> Data for the task:
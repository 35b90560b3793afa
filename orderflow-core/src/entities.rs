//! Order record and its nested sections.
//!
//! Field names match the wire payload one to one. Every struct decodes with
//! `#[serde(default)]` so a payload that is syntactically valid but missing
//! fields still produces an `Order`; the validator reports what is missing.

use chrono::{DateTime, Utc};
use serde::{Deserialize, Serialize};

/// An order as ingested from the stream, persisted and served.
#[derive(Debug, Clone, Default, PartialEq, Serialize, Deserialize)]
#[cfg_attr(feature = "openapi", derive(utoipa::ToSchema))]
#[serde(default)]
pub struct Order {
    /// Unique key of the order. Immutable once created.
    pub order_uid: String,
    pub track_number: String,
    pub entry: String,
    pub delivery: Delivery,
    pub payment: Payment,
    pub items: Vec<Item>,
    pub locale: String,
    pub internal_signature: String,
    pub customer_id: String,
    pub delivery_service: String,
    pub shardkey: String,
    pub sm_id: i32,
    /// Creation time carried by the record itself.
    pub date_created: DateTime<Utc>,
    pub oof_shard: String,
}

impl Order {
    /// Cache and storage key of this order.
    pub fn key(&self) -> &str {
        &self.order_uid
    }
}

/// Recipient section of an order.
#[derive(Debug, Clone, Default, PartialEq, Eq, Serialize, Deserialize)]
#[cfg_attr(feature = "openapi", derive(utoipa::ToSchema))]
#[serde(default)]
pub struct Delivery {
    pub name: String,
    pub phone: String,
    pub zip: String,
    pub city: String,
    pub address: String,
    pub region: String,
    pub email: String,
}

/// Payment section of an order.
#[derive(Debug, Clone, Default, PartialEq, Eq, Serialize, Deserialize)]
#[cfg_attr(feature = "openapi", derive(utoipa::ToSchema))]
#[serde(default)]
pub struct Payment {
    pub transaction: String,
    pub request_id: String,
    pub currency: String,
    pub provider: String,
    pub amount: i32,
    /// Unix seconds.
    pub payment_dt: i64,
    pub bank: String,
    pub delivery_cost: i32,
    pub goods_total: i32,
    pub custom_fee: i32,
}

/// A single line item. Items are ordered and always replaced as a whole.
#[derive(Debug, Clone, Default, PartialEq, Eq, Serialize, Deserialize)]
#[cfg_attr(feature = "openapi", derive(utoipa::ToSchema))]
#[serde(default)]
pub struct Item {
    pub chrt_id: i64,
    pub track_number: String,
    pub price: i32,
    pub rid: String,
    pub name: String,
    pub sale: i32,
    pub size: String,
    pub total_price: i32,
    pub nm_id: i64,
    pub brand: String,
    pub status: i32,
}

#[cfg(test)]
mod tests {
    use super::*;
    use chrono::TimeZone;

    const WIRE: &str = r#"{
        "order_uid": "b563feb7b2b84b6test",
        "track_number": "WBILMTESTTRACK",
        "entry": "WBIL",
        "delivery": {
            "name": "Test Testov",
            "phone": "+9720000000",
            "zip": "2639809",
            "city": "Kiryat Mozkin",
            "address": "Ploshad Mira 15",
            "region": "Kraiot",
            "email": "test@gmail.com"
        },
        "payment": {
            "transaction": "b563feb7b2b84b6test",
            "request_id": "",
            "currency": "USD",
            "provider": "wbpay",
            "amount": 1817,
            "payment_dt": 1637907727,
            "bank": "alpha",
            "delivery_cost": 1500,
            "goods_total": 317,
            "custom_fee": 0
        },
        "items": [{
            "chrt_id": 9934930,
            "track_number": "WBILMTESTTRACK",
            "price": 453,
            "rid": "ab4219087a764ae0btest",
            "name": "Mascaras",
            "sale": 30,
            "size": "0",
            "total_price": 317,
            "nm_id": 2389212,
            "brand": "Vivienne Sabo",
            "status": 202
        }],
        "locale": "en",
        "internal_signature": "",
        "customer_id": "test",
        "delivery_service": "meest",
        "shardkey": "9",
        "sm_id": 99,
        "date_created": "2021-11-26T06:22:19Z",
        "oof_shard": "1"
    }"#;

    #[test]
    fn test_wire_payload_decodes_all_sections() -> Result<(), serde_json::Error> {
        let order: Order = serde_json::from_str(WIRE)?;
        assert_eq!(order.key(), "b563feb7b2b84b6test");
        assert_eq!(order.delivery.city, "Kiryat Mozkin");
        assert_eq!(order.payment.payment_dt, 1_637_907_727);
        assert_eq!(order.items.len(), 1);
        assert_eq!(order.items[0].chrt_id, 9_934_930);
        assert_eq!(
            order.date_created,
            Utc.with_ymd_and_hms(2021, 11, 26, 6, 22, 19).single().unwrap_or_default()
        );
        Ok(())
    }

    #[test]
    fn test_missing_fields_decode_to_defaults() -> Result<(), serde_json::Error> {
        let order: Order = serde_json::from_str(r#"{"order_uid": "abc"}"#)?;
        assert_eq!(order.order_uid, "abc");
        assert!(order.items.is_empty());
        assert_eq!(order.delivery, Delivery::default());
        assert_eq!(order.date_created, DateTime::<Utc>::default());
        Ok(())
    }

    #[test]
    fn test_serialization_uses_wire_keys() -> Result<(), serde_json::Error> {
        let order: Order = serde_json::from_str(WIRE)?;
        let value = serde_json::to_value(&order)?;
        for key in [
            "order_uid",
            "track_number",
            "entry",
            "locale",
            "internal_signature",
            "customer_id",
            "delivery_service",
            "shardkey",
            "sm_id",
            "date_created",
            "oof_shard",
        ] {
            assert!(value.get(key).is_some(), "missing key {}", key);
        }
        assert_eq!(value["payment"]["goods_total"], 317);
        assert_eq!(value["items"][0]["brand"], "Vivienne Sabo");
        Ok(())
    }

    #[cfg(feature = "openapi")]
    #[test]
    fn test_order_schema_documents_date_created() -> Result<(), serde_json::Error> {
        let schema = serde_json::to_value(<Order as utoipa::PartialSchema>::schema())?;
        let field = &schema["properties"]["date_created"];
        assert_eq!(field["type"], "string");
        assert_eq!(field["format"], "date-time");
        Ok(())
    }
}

> Instructions to follow: Go through the entries and copy each line holding the string "Sabo".

> Written reply:
            "brand": "Vivienne Sabo",
        assert_eq!(value["items"][0]["brand"], "Vivienne Sabo");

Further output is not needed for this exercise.